The triggering receptor expressed on myeloid cells 2 ( TREM2 ) is associated with enhanced inflammation, neuropathological lesions and increased risk for Alzheimer's dementia

• Published in: Alzheimer's & dementia Vol. 11; no. 10; pp. 1163 - 1170
• Main Authors: Roussos, Panos, Katsel, Pavel, Fam, Peter, Tan, Weilun, Purohit, Dushyant P, Haroutunian, Vahram
• Format: Journal Article
• Language: English
• Published: United States Elsevier Inc 01.10.2015
• Subjects: Alzheimer Disease - genetics; Alzheimer Disease - pathology; Apolipoprotein E4 - genetics; Brain - pathology; Case-Control Studies; Female; Gene Expression; Genetic Association Studies; Humans; Inflammation; Inflammation - genetics; Inflammation - metabolism; Interleukin-4 - metabolism; Membrane Glycoproteins - genetics; Microglia; Mutation; Mutation, Missense; Myeloid Cells; Neurology; Plaque, Amyloid - pathology; Protein; Receptors, Immunologic - genetics; Risk; TYROBP; Inflammation; TYROBP; Mutation; Gene expression; Protein; Microglia
• ISSN: 1552-5260; 1552-5279
• DOI: 10.1016/j.jalz.2014.10.013

Abstract Introduction The objective of this study was to elucidate the relationship between the triggering receptor expressed on myeloid cells 2 ( TREM2 ) risk variant, neuropathological lesions, alterations in gene and protein expression, and the severity of neuroinflammation.
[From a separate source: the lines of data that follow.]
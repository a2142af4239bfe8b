use winit::window::{Window, WindowId};

use crate::coords::Viewport;
use crate::device::{Gpu, SurfaceErrorAction};
use crate::input::{InputFrame, InputState};
use crate::paint::Color;
use crate::render::{RenderCtx, RenderTarget};
use crate::time::FrameTime;

use super::app::AppControl;

/// Per-window handles and immutable window metadata.
pub struct WindowCtx<'a> {
    pub id: WindowId,
    pub window: &'a Window,
}

impl<'a> WindowCtx<'a> {
    /// Logical window size.
    pub fn viewport(&self) -> Viewport {
        let logical: winit::dpi::LogicalSize<f64> =
            self.window.inner_size().to_logical(self.window.scale_factor());
        Viewport::new(logical.width as f32, logical.height as f32)
    }

    #[inline]
    pub fn scale_factor(&self) -> f32 {
        self.window.scale_factor() as f32
    }
}

/// Per-frame context passed to `core::App::on_frame`.
///
/// Lifetimes:
/// - `'a` is the duration of the callback invocation
/// - `'w` is the window-borrow lifetime carried by `Gpu<'w>`
pub struct FrameCtx<'a, 'w> {
    pub window: WindowCtx<'a>,
    pub gpu: &'a mut Gpu<'w>,
    pub input: &'a InputState,
    pub input_frame: &'a InputFrame,
    pub time: FrameTime,
}

impl<'a, 'w> FrameCtx<'a, 'w> {
    /// Clears the surface, hands `draw` a render context whose logical
    /// viewport is the window size divided by `zoom`, then presents.
    ///
    /// Draw-list coordinates therefore appear `zoom` times larger on screen.
    /// `zoom` is clamped to `[0.05, 32.0]`.
    pub fn render_scaled<F>(&mut self, zoom: f32, clear: Color, draw: F) -> AppControl
    where
        F: FnOnce(&RenderCtx<'_>, &mut RenderTarget<'_>),
    {
        let zoom = if zoom.is_finite() { zoom.clamp(0.05, 32.0) } else { 1.0 };
        let viewport = self.window.viewport();
        let scale_factor = self.window.scale_factor();

        let mut frame = match self.gpu.begin_frame() {
            Ok(f) => f,
            Err(err) => {
                return match self.gpu.handle_surface_error(err) {
                    SurfaceErrorAction::Fatal => AppControl::Exit,
                    _ => AppControl::Continue,
                };
            }
        };

        {
            let _clear = frame.encoder.begin_render_pass(&wgpu::RenderPassDescriptor {
                label: Some("wordclock clear"),
                color_attachments: &[Some(wgpu::RenderPassColorAttachment {
                    view: &frame.view,
                    resolve_target: None,
                    ops: wgpu::Operations {
                        load: wgpu::LoadOp::Clear(wgpu::Color {
                            r: clear.r as f64,
                            g: clear.g as f64,
                            b: clear.b as f64,
                            a: clear.a as f64,
                        }),
                        store: wgpu::StoreOp::Store,
                    },
                    depth_slice: None,
                })],
                depth_stencil_attachment: None,
                timestamp_writes: None,
                occlusion_query_set: None,
                multiview_mask: None,
            });
        }

        let rctx = RenderCtx::new(
            self.gpu.device(),
            self.gpu.queue(),
            self.gpu.surface_format(),
            Viewport::new(viewport.width / zoom, viewport.height / zoom),
            scale_factor * zoom,
        );

        // The target borrows the encoder; it must drop before submit() takes the frame.
        {
            let mut target = RenderTarget::new(&mut frame.encoder, &frame.view);
            draw(&rctx, &mut target);
        }

        self.window.window.pre_present_notify();
        self.gpu.submit(frame);

        AppControl::Continue
    }

    /// [`render_scaled`](Self::render_scaled) at 1:1.
    #[inline]
    pub fn render<F>(&mut self, clear: Color, draw: F) -> AppControl
    where
        F: FnOnce(&RenderCtx<'_>, &mut RenderTarget<'_>),
    {
        self.render_scaled(1.0, clear, draw)
    }
}
use anyhow::{bail, Result};

const REGULAR: &[&str] = &[
    "/usr/share/fonts/TTF/DejaVuSans.ttf",
    "/usr/share/fonts/truetype/dejavu/DejaVuSans.ttf",
    "/usr/share/fonts/dejavu/DejaVuSans.ttf",
    "/usr/share/fonts/noto/NotoSans-Regular.ttf",
    "/usr/share/fonts/truetype/noto/NotoSans-Regular.ttf",
    "/System/Library/Fonts/Supplemental/Arial.ttf",
    "C:\\Windows\\Fonts\\arial.ttf",
];

const BOLD: &[&str] = &[
    "/usr/share/fonts/TTF/DejaVuSans-Bold.ttf",
    "/usr/share/fonts/truetype/dejavu/DejaVuSans-Bold.ttf",
    "/usr/share/fonts/dejavu/DejaVuSans-Bold.ttf",
    "/usr/share/fonts/noto/NotoSans-Bold.ttf",
    "/usr/share/fonts/truetype/noto/NotoSans-Bold.ttf",
    "/System/Library/Fonts/Supplemental/Arial Bold.ttf",
    "C:\\Windows\\Fonts\\arialbd.ttf",
];

/// Environment variable that overrides the regular font path.
pub const FONT_ENV: &str = "WORDCLOCK_FONT";

fn first_readable(paths: &[&str]) -> Option<(String, Vec<u8>)> {
    paths
        .iter()
        .find_map(|p| std::fs::read(p).ok().map(|bytes| (p.to_string(), bytes)))
}

/// Regular and (optional) bold label fonts.
pub fn load_fonts() -> Result<(Vec<u8>, Option<Vec<u8>>)> {
    let regular = match std::env::var(FONT_ENV) {
        Ok(path) => match std::fs::read(&path) {
            Ok(bytes) => Some((path, bytes)),
            Err(e) => bail!("{FONT_ENV}={path} is not readable: {e}"),
        },
        Err(_) => first_readable(REGULAR),
    };

    let Some((path, regular)) = regular else {
        bail!("no usable font found; install DejaVu Sans or set {FONT_ENV}");
    };
    log::info!("label font: {path}");

    let bold = first_readable(BOLD).map(|(path, bytes)| {
        log::debug!("bold font: {path}");
        bytes
    });
    Ok((regular, bold))
}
Methods The genetic association study of the R47 H TREM2 variant with Alzheimer's disease (AD), neuropathology, and changes in TREM2 and TYRO protein tyrosine kinase-binding protein ( TYROBP) gene and protein expression, and neuroinflammatory markers. Results The TREM2 variant is associated with: (i) AD (odds ratio: 4.76; P  = .014); (ii) increased density of amyloid plaques and neurofibrillary tangles in multiple brain regions; (iii) increased TREM2 ( P  = .041) and TYROBP ( P  = .006) gene expression; (iv) decreased TREM2 protein levels ( P  = .016); and (v) upregulation of proinflammatory cytokines (regulated on activation, normal T cell expressed and secreted [RANTES] and interferon [IFN] gamma) ( P  = .003) and nominal downregulation of protective markers (α2-macroglobulin, interleukin 4 or IL-4, and ApoA1) ( P  = .018). Discussion These findings link the TREM2 missense mutation with specific molecular abnormalities and increases in neuropathological lesions in the human brain.